The Only Thing to Fear Is Fear Itself
With each passing day it looks increasingly likely that the February swoon was simply a run-of-the-mill correction, as opposed to the beginning of a full-fledged bear market. But that doesn’t mean we’re out of the woods just yet. Major averages may be reluctant to set new lows, but they’re also in no hurry to get back to new highs.
During periods like this, one of the best moves we can make as investors is often no move at all. Like a pilot flying through thick cloud cover, we’re better off keeping a light touch on the controls, with our eyes focused squarely on what our instrument panel is telling us.
So what’s the latest reading from our instruments?
Let’s begin with a look at what manufacturing and non-manufacturing PMIs (Purchasing Managers Indexes) are telling us. In the chart below, we can see that both these leading indicators remain well above the 50 level that that denotes expansion vs. contraction.
Importantly, while these indexes may have ticked lower last month, they were both recently near levels rarely seen during economic expansions. As you can see above, both indexes recently hit the 60 mark, which has only been achieved a handful of times during the previous two decades.

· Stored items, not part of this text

//! Move provider client
//!
//! Asks an automated opponent for its reply over HTTP:
//!
//! ```text
//! POST {base}/move-provider/{mode}
//! X-CSRFToken: <token>            (optional)
//! {"fen": "<board>"}
//!
//! 200 {"from": "e7", "to": "e5", "promotion": "q"?}
//! ```
//!
//! The client is stateless. Single-flight discipline lives in
//! [`crate::game::resources::ProviderRequestGuard`], and every reply is
//! revalidated by the coordinator before it touches the board.

use crate::game::ai::resource::ProviderMode;
use crate::game::types::{PieceType, Square};
use async_trait::async_trait;
use serde::{Deserialize, Serialize};
use thiserror::Error;
use tracing::debug;
use url::Url;

/// Errors talking to a move provider
#[derive(Error, Debug)]
pub enum ProviderError {
    #[error("Invalid provider URL: {0}")]
    InvalidUrl(#[from] url::ParseError),

    #[error("Provider request failed: {0}")]
    Http(#[from] reqwest::Error),

    #[error("Provider returned {status}: {body}")]
    Status { status: u16, body: String },

    #[error("Malformed provider reply: {message}")]
    MalformedReply { message: String },
}

/// Result type alias for provider operations
pub type ProviderResult<T> = Result<T, ProviderError>;

/// A move proposed by the provider, not yet validated
#[derive(Debug, Clone, Copy, PartialEq, Eq)]
pub struct ProviderMove {
    pub from: Square,
    pub to: Square,
    pub promotion: Option<PieceType>,
}

#[derive(Serialize)]
struct MoveRequest<'a> {
    fen: &'a str,
}

#[derive(Deserialize)]
struct MoveReply {
    from: String,
    to: String,
    #[serde(default)]
    promotion: Option<String>,
}

impl TryFrom<MoveReply> for ProviderMove {
    type Error = ProviderError;

    fn try_from(reply: MoveReply) -> ProviderResult<Self> {
        let malformed = |e: crate::game::error::GameError| ProviderError::MalformedReply {
            message: e.to_string(),
        };
        Ok(ProviderMove {
            from: reply.from.parse().map_err(malformed)?,
            to: reply.to.parse().map_err(malformed)?,
            promotion: reply
                .promotion
                .as_deref()
                .map(PieceType::parse_promotion)
                .transpose()
                .map_err(malformed)?,
        })
    }
}

/// Anything that can compute a move for the automated opponent
#[async_trait]
pub trait MoveProvider: Send + Sync {
    async fn request_move(&self, mode: ProviderMode, board: &str) -> ProviderResult<ProviderMove>;
}

/// HTTP move provider
#[derive(Debug, Clone)]
pub struct HttpMoveProvider {
    client: reqwest::Client,
    base_url: String,
    csrf_token: Option<String>,
}

impl HttpMoveProvider {
    pub fn new(base_url: impl Into<String>, csrf_token: Option<String>) -> Self {
        Self {
            client: reqwest::Client::new(),
            base_url: base_url.into(),
            csrf_token,
        }
    }

    /// `{base}/move-provider/{mode}`
    pub fn endpoint(&self, mode: ProviderMode) -> ProviderResult<Url> {
        let url = format!(
            "{}/move-provider/{}",
            self.base_url.trim_end_matches('/'),
            mode.path_segment()
        );
        Ok(Url::parse(&url)?)
    }
}

#[async_trait]
impl MoveProvider for HttpMoveProvider {
    async fn request_move(&self, mode: ProviderMode, board: &str) -> ProviderResult<ProviderMove> {
        let url = self.endpoint(mode)?;
        debug!("[AI] POST {} fen={}", url, board);

        let mut request = self.client.post(url).json(&MoveRequest { fen: board });
        if let Some(token) = &self.csrf_token {
            request = request.header("X-CSRFToken", token);
        }

        let response = request.send().await?;
        let status = response.status();
        if !status.is_success() {
            let body = response.text().await.unwrap_or_default();
            return Err(ProviderError::Status {
                status: status.as_u16(),
                body,
            });
        }

        let reply: MoveReply = response.json().await?;
        ProviderMove::try_from(reply)
    }
}
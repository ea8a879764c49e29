//! Single-flight guard for move provider requests

/// Tracks the one provider request allowed in flight
///
/// Each request gets a fresh id; a reply is only honoured if its id is the
/// one still in flight, so a late reply to a superseded request is dropped.
#[derive(Debug, Default, Clone)]
pub struct ProviderRequestGuard {
    in_flight: Option<u64>,
    next_id: u64,
}

impl ProviderRequestGuard {
    /// Start a request. Returns `None` if one is already outstanding.
    pub fn request(&mut self) -> Option<u64> {
        if self.in_flight.is_some() {
            return None;
        }
        self.next_id += 1;
        self.in_flight = Some(self.next_id);
        Some(self.next_id)
    }

    /// Finish request `id`. Returns `false` when `id` is stale.
    pub fn take(&mut self, id: u64) -> bool {
        if self.in_flight == Some(id) {
            self.in_flight = None;
            true
        } else {
            false
        }
    }

    /// Forget any outstanding request; its reply will be treated as stale
    pub fn reset(&mut self) {
        self.in_flight = None;
    }

    pub fn is_pending(&self) -> bool {
        self.in_flight.is_some()
    }
}

#[cfg(test)]
mod tests {
    use super::*;

    #[test]
    fn test_provider_request_is_single_flight() {
        let mut guard = ProviderRequestGuard::default();
        let id = guard.request().unwrap();
        assert!(guard.is_pending());
        assert!(guard.request().is_none());

        assert!(!guard.take(id + 1));
        assert!(guard.take(id));
        assert!(!guard.is_pending());
        assert!(!guard.take(id));
    }

    #[test]
    fn test_reset_makes_reply_stale() {
        let mut guard = ProviderRequestGuard::default();
        let first = guard.request().unwrap();
        guard.reset();
        let second = guard.request().unwrap();
        assert_ne!(first, second);
        assert!(!guard.take(first));
        assert!(guard.take(second));
    }
}
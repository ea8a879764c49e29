//! Pawn promotion resource for tracking pending promotions
//!
//! When a legal pawn move reaches the last rank without a piece choice, this
//! resource stores the move and blocks every other move application until the
//! player picks a piece or cancels.

use crate::game::types::{PieceColor, Square};

/// A promotion move waiting for its piece choice
#[derive(Debug, Clone, Copy, PartialEq, Eq)]
pub struct PromotionRequest {
    pub from: Square,
    pub to: Square,
    pub color: PieceColor,
}

/// At most one pending promotion per session
#[derive(Default, Debug, Clone)]
pub struct PendingPromotion {
    request: Option<PromotionRequest>,
}

impl PendingPromotion {
    /// Record a promotion. Returns `false` if one is already pending.
    pub fn start(&mut self, from: Square, to: Square, color: PieceColor) -> bool {
        if self.request.is_some() {
            return false;
        }
        self.request = Some(PromotionRequest { from, to, color });
        true
    }

    /// Clear the pending promotion (after player selects or cancels)
    pub fn clear(&mut self) -> Option<PromotionRequest> {
        self.request.take()
    }

    pub fn request(&self) -> Option<PromotionRequest> {
        self.request
    }

    /// Check if a promotion is pending
    pub fn is_active(&self) -> bool {
        self.request.is_some()
    }
}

The above indexes cover the U.S. only, so let’s take a look at some global composites to get a feel for the broader environment. In the chart below, courtesy of Yardeni Research, we can see that global PMIs also remain solidly in expansion mode.
Both manufacturing and non-manufacturing global PMIs took a hit early in the year, perhaps due to an escalation of trade tensions, but they moved higher again in April.
This is a positive development because the global Purchasing Managers Index is widely watched, and has been a decent indicator of the trajectory of overall global earnings.
The team over at Charles Schwab illustrates this nicely for us using the chart below. Here, the Global Manufacturing PMI is shown in blue, offset by nine months to demonstrate its leading nature. We can see earnings-per-share for the MSCI World Index in orange, and interestingly, the peaks and troughs do align quite well.
This suggests that while we may be approaching a peak in global earnings-per-share growth, there is a good chance that global corporate earnings will continue to increase throughout the end of the year and into 2019.
Does that mean we can rest a little easier? In my opinion, yes. While individual companies will compete for that growth, the big takeaway is that the global economy is continuing to expand. In other words, the pie is still getting larger.
There’s another reason that investors in U.S. markets may not have to worry too much in the short-run, and that’s because of the backstop put in place by share repurchases. As one would expect, and as suggested back in January, companies have been utilizing a good portion of their newfound cash to fund buybacks.
Corporations are notoriously bad at timing their purchase decisions (notice that the absolute peak in buybacks came during 2007 – the year the market topped out prior to the financial crisis), but still, this is a short-term positive.
When companies buy back their own shares, they generally do not resell them at a later date, meaning that supply is actually taken off the market. This drives earnings-per-share higher, which (all else being equal) leads to higher share prices.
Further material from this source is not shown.